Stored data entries
————

impl Serialize for Triple {
    fn serialize<S: Serializer>(&self, serializer: S) -> Result<S::Ok, S::Error> {
        serializer.serialize_str(&self.canonical())
    }
}

impl<'de> Deserialize<'de> for Triple {
    fn deserialize<D: Deserializer<'de>>(deserializer: D) -> Result<Self, D::Error> {
        let s = String::deserialize(deserializer)?;
        if s.is_empty() {
            return Err(D::Error::custom("empty triple string"));
        }
        Ok(Self::parse(&s, true))
    }
}

#[cfg(test)]
mod tests {
    use super::*;

    #[test]
    fn canonical_four_component_parse() {
        let t = Triple::parse("x86_64-unknown-linux-gnu", true);
        assert_eq!(t.arch, Some(Arch::X86_64));
        assert_eq!(t.vendor, None);
        assert_eq!(t.os.as_ref().unwrap().kind, OsKind::Linux);
        assert_eq!(
            t.environment.as_ref().unwrap().kind,
            EnvironmentKind::Gnu
        );
        assert_eq!(t.canonical(), "x86_64-unknown-linux-gnu");
    }

    #[test]
    fn permuted_components_rematch() {
        let t = Triple::parse("x86_64-linux-gnu", true);
        assert_eq!(t.arch, Some(Arch::X86_64));
        assert_eq!(t.vendor, None);
        assert_eq!(t.os.as_ref().unwrap().kind, OsKind::Linux);
        assert_eq!(t.environment.as_ref().unwrap().kind, EnvironmentKind::Gnu);
        assert_eq!(t.canonical(), "x86_64-unknown-linux-gnu");
    }

    #[test]
    fn apple_triple() {
        let t = Triple::parse("arm64-apple-macosx14.0", true);
        assert_eq!(t.arch, Some(Arch::Aarch64));
        assert_eq!(t.vendor, Some(Vendor::Apple));
        assert_eq!(t.os.as_ref().unwrap().kind, OsKind::MacOsx);
        assert_eq!(
            t.os_version(),
            Some(OsVersion {
                major: 14,
                minor: 0,
                micro: 0
            })
        );
        assert_eq!(t.object_format(), ObjectFormat::MachO);
        assert_eq!(t.canonical(), "aarch64-apple-macosx14.0");
    }

    #[test]
    fn wasi_threads_triple() {
        let t = Triple::parse("wasm32-unknown-wasip1-threads", true);
        assert_eq!(t.arch, Some(Arch::Wasm32));
        assert_eq!(t.os.as_ref().unwrap().component(), "wasip1");
        assert_eq!(
            t.environment.as_ref().unwrap().kind,
            EnvironmentKind::Threads
        );
        assert_eq!(t.object_format(), ObjectFormat::Wasm);
        assert_eq!(t.canonical(), "wasm32-unknown-wasip1-threads");
    }

    #[test]
    fn arm_sub_arch_round_trip() {
        let t = Triple::parse("armv7-unknown-linux-gnueabihf", true);
        assert_eq!(t.arch, Some(Arch::Arm));
        assert_eq!(t.sub_arch.as_deref(), Some("v7"));
        assert_eq!(t.canonical(), "armv7-unknown-linux-gnueabihf");
    }

    #[test]
    fn empty_string_yields_unset_triple() {
        let t = Triple::parse("", true);
        assert_eq!(t.arch, None);
        assert_eq!(t.vendor, None);
        assert_eq!(t.os, None);
        assert_eq!(t.environment, None);
        assert_eq!(t.original(), "");
        assert_eq!(t.canonical(), "unknown-unknown-unknown");
    }

    #[test]
    fn garbage_components_preserve_original() {
        let t = Triple::parse("notanarch-notavendor-notanos", true);
        assert_eq!(t.arch, None);
        assert_eq!(t.os, None);
        assert_eq!(t.original(), "notanarch-notavendor-notanos");
    }

    #[test]
    fn object_format_defaults() {
        assert_eq!(
            Triple::parse("x86_64-unknown-linux-gnu", true).object_format(),
            ObjectFormat::Elf
        );
        assert_eq!(
            Triple::parse("x86_64-pc-windows-msvc", true).object_format(),
            ObjectFormat::Coff
        );
        assert_eq!(
            Triple::parse("powerpc-ibm-aix", true).object_format(),
            ObjectFormat::XCoff
        );
        assert_eq!(
            Triple::parse("wasm32-unknown-wasi", true).object_format(),
            ObjectFormat::Wasm
        );
    }

    #[test]
    fn explicit_object_format_component() {
        let t = Triple::parse("armv7-unknown-linux-gnueabihf-elf", true);
        assert_eq!(t.object_format, Some(ObjectFormat::Elf));
        assert_eq!(t.canonical(), "armv7-unknown-linux-gnueabihf-elf");
    }

    #[test]
    fn freebsd_triple() {
        let t = Triple::parse("aarch64-unknown-freebsd14.3", true);
        assert!(t.is_freebsd());
        assert_eq!(
            t.os_version(),
            Some(OsVersion {
                major: 14,
                minor: 3,
                micro: 0
            })
        );
    }

    #[test]
    fn serde_round_trip() {
        let t = Triple::parse("aarch64-unknown-linux-gnu", true);
        let json = serde_json::to_string(&t).unwrap();
        assert_eq!(json, "\"aarch64-unknown-linux-gnu\"");
        let back: Triple = serde_json::from_str(&json).unwrap();
        assert_eq!(back, t);
    }
}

————

Work request — All entries above must be reproduced without a single change.

Completed exercise —
impl Serialize for Triple {
    fn serialize<S: Serializer>(&self, serializer: S) -> Result<S::Ok, S::Error> {
        serializer.serialize_str(&self.canonical())
    }
}

impl<'de> Deserialize<'de> for Triple {
    fn deserialize<D: Deserializer<'de>>(deserializer: D) -> Result<Self, D::Error> {
        let s = String::deserialize(deserializer)?;
        if s.is_empty() {
            return Err(D::Error::custom("empty triple string"));
        }
        Ok(Self::parse(&s, true))
    }
}

#[cfg(test)]
mod tests {
    use super::*;

    #[test]
    fn canonical_four_component_parse() {
        let t = Triple::parse("x86_64-unknown-linux-gnu", true);
        assert_eq!(t.arch, Some(Arch::X86_64));
        assert_eq!(t.vendor, None);
        assert_eq!(t.os.as_ref().unwrap().kind, OsKind::Linux);
        assert_eq!(
            t.environment.as_ref().unwrap().kind,
            EnvironmentKind::Gnu
        );
        assert_eq!(t.canonical(), "x86_64-unknown-linux-gnu");
    }

    #[test]
    fn permuted_components_rematch() {
        let t = Triple::parse("x86_64-linux-gnu", true);
        assert_eq!(t.arch, Some(Arch::X86_64));
        assert_eq!(t.vendor, None);
        assert_eq!(t.os.as_ref().unwrap().kind, OsKind::Linux);
        assert_eq!(t.environment.as_ref().unwrap().kind, EnvironmentKind::Gnu);
        assert_eq!(t.canonical(), "x86_64-unknown-linux-gnu");
    }

    #[test]
    fn apple_triple() {
        let t = Triple::parse("arm64-apple-macosx14.0", true);
        assert_eq!(t.arch, Some(Arch::Aarch64));
        assert_eq!(t.vendor, Some(Vendor::Apple));
        assert_eq!(t.os.as_ref().unwrap().kind, OsKind::MacOsx);
        assert_eq!(
            t.os_version(),
            Some(OsVersion {
                major: 14,
                minor: 0,
                micro: 0
            })
        );
        assert_eq!(t.object_format(), ObjectFormat::MachO);
        assert_eq!(t.canonical(), "aarch64-apple-macosx14.0");
    }

    #[test]
    fn wasi_threads_triple() {
        let t = Triple::parse("wasm32-unknown-wasip1-threads", true);
        assert_eq!(t.arch, Some(Arch::Wasm32));
        assert_eq!(t.os.as_ref().unwrap().component(), "wasip1");
        assert_eq!(
            t.environment.as_ref().unwrap().kind,
            EnvironmentKind::Threads
        );
        assert_eq!(t.object_format(), ObjectFormat::Wasm);
        assert_eq!(t.canonical(), "wasm32-unknown-wasip1-threads");
    }

    #[test]
    fn arm_sub_arch_round_trip() {
        let t = Triple::parse("armv7-unknown-linux-gnueabihf", true);
        assert_eq!(t.arch, Some(Arch::Arm));
        assert_eq!(t.sub_arch.as_deref(), Some("v7"));
        assert_eq!(t.canonical(), "armv7-unknown-linux-gnueabihf");
    }

    #[test]
    fn empty_string_yields_unset_triple() {
        let t = Triple::parse("", true);
        assert_eq!(t.arch, None);
        assert_eq!(t.vendor, None);
        assert_eq!(t.os, None);
        assert_eq!(t.environment, None);
        assert_eq!(t.original(), "");
        assert_eq!(t.canonical(), "unknown-unknown-unknown");
    }

    #[test]
    fn garbage_components_preserve_original() {
        let t = Triple::parse("notanarch-notavendor-notanos", true);
        assert_eq!(t.arch, None);
        assert_eq!(t.os, None);
        assert_eq!(t.original(), "notanarch-notavendor-notanos");
    }

    #[test]
    fn object_format_defaults() {
        assert_eq!(
            Triple::parse("x86_64-unknown-linux-gnu", true).object_format(),
            ObjectFormat::Elf
        );
        assert_eq!(
            Triple::parse("x86_64-pc-windows-msvc", true).object_format(),
            ObjectFormat::Coff
        );
        assert_eq!(
            Triple::parse("powerpc-ibm-aix", true).object_format(),
            ObjectFormat::XCoff
        );
        assert_eq!(
            Triple::parse("wasm32-unknown-wasi", true).object_format(),
            ObjectFormat::Wasm
        );
    }

    #[test]
    fn explicit_object_format_component() {
        let t = Triple::parse("armv7-unknown-linux-gnueabihf-elf", true);
        assert_eq!(t.object_format, Some(ObjectFormat::Elf));
        assert_eq!(t.canonical(), "armv7-unknown-linux-gnueabihf-elf");
    }

    #[test]
    fn freebsd_triple() {
        let t = Triple::parse("aarch64-unknown-freebsd14.3", true);
        assert!(t.is_freebsd());
        assert_eq!(
            t.os_version(),
            Some(OsVersion {
                major: 14,
                minor: 3,
                micro: 0
            })
        );
    }

    #[test]
    fn serde_round_trip() {
        let t = Triple::parse("aarch64-unknown-linux-gnu", true);
        let json = serde_json::to_string(&t).unwrap();
        assert_eq!(json, "\"aarch64-unknown-linux-gnu\"");
        let back: Triple = serde_json::from_str(&json).unwrap();
        assert_eq!(back, t);
    }
}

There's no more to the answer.